Yelle – Safari Disco Club

written by: April 11, 2011
Yelle - Safari Disco Club Album Cover Release Date: March 29, 2011

★★½☆☆

Yelle returns to the electronic scene with their second album Safari Disco Club. Fans of their first release Pop Up will be a little let down by this new album. The title is misleading because the album is not an adventure of any sort.

The first thing that stands out about Safari Disco Club is that every song sounds almost exactly the same. Unless the listener is trying to consciously differentiate between songs, Safari Disco Club will flash by without having picked up a thing. As an electronic band, the instruments can only go so far and the creativity of songs relies on behind-the-scenes sound manipulation and augmentation.

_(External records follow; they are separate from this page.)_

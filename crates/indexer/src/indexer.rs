use crate::delta::{IndexDelta, IndexOutcome};
use crate::error::Result;
use quickref_vector_store::{
    l2_normalize_rows, matrix_from_vectors, AnnIndex, Embedder, IssueRecord, KeyExtractor, RowMeta,
    VectorStore,
};
use std::sync::Arc;

/// Incremental indexer: classifies a batch of incoming records against the
/// persisted snapshot, embeds only the new/changed ones, appends them, and
/// rebuilds the derived ANN artifact.
///
/// Single-writer: one indexing run owns the store for its whole duration.
/// Embedding, persistence, and the rebuild all run synchronously on the
/// caller.
pub struct Indexer {
    store: VectorStore,
    embedder: Arc<dyn Embedder>,
}

impl Indexer {
    pub fn new(store: VectorStore, embedder: Arc<dyn Embedder>) -> Self {
        Self { store, embedder }
    }

    pub fn store(&self) -> &VectorStore {
        &self.store
    }

    /// Apply one batch of candidate records.
    ///
    /// Classification per record: **new** when its key has no stored row,
    /// **changed** when the newest stored row for the key differs in
    /// (body, owner), **unchanged** otherwise. Records without a derivable
    /// key are silently dropped. Changed records supersede by appending a
    /// fresh row; the old row is left untouched so row ids stay stable.
    ///
    /// Nothing is persisted unless the batched embedding call succeeds.
    pub async fn apply(&self, records: &[IssueRecord]) -> Result<IndexDelta> {
        let mut snapshot = self.store.load().await?;
        let config = self.store.config();
        let extractor = KeyExtractor::for_key_field(&config.key_field);

        // First-time run: no prior metadata means every keyed record is new,
        // regardless of what the (zero-row) matrix says.
        let first_build = snapshot.is_empty();
        let key_to_row = snapshot.key_to_row();

        let mut pending: Vec<(String, IssueRecord)> = Vec::new();
        let mut skipped = 0_usize;

        for record in records {
            let Some(key) = extractor.extract(record) else {
                skipped += 1;
                continue;
            };

            if first_build {
                pending.push((key, record.clone()));
                continue;
            }

            match key_to_row.get(&key) {
                None => pending.push((key, record.clone())),
                Some(&row) => {
                    let stored = snapshot
                        .row_meta(row)
                        .expect("key map rows are derived from metadata");
                    if stored.content_matches(record) {
                        skipped += 1;
                    } else {
                        pending.push((key, record.clone()));
                    }
                }
            }
        }

        if pending.is_empty() {
            let outcome = if first_build {
                IndexOutcome::NoData
            } else {
                IndexOutcome::NoNewOrChanged
            };
            log::info!(
                "Indexing run: nothing to embed ({}), {} skipped",
                outcome.as_str(),
                skipped
            );
            return Ok(IndexDelta {
                added: 0,
                skipped,
                index_size: snapshot.len(),
                outcome,
            });
        }

        // One batched call for the whole delta, order preserved.
        let texts: Vec<String> = pending
            .iter()
            .map(|(_, record)| record.body().to_string())
            .collect();
        let raw = self.embedder.encode(&texts).await?;
        if raw.len() != texts.len() {
            return Err(quickref_vector_store::VectorStoreError::EmbeddingError(format!(
                "embedding service returned {} vectors for {} inputs",
                raw.len(),
                texts.len()
            ))
            .into());
        }

        let mut vectors = matrix_from_vectors(raw, config.dimension)?;
        l2_normalize_rows(&mut vectors);

        let metas: Vec<RowMeta> = pending
            .iter()
            .map(|(key, record)| RowMeta::from_record(key.clone(), record))
            .collect();
        let added = metas.len();
        snapshot.append(vectors, metas)?;

        self.store.save(&snapshot).await?;
        AnnIndex::rebuild(snapshot.matrix(), config.ann_trees, &config.ann_path).await?;

        let outcome = if first_build {
            IndexOutcome::BuiltFromAll
        } else {
            IndexOutcome::IncrementalOk
        };
        log::info!(
            "Indexing run: {} rows appended ({}), store now {} rows",
            added,
            outcome.as_str(),
            snapshot.len()
        );

        Ok(IndexDelta {
            added,
            skipped,
            index_size: snapshot.len(),
            outcome,
        })
    }
}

Yelle did not do anything interesting in the studio to make this album keep your attention.

Sadly, the album sounds almost completely like filler and this is not due to a language barrier or understanding the lyrics. As a conversational French speaker, it would still be hard to tell one song from another. Yelle has turned away from their own brand of fun, bubbly, danceable electro-pop into a beeping bore that sounds more similar to a generic Metric song.

The vocals are so electronically processed that it seems as if the band was trying to cover up for a lack of talent instead of the effect actually adding to the songs. This is a pattern on the album and the result of the same filter being applied to almost every vocal track on the album makes Safari Disco Club sound like a Freeze-Pop song being played ten times on repeat.

“C’est pas une vie” (roughly “This is not a life”) is one of the songs that sticks out mainly because Yelle approached the album’s abuse of the verse-chorus-verse format with a little more creativity than the other songs. It has sad, yet poppy instrumental leads and the vocal melody is surprisingly catchy. The processed effects that Yelle used on the vocals on “C’est Pas Un Vie” also sound like a toned down version of Passion Pit and it works surprisingly well on this song.

“Mon pays” is another song that stands out above the others because it sounds so deliciously 80s. The opening synthesizer lead sounds like a more cheery version of The Cure during their darker 1980s Goth rock phase.

People who were expecting a club-banging polished follow-up to “A Cause de Garcons” and the remix that inspired the awesome dance music video that we all know and love will find that when they compare Safari Disco Club to Pop Up they will have to think “Wait, where did the bass and drums go?”

Safari Disco Club is almost an insult to the dance community as a whole. This album is tame. It isn’t exciting. It is almost like listening to an uninspired electronic keyboardist practicing the ever so generic four chord song structure over a metronome changing keys every three or four minutes.

When a band comes out with such as strong a debut release as Pop Up, their fans can’t wait to gobble up a second album. Sometimes this makes the artist choke and they churn out an album in about a year’s time to appease the labels, record executives and fans, which results in an album that does not have the magic that was put into the first, and it tanks.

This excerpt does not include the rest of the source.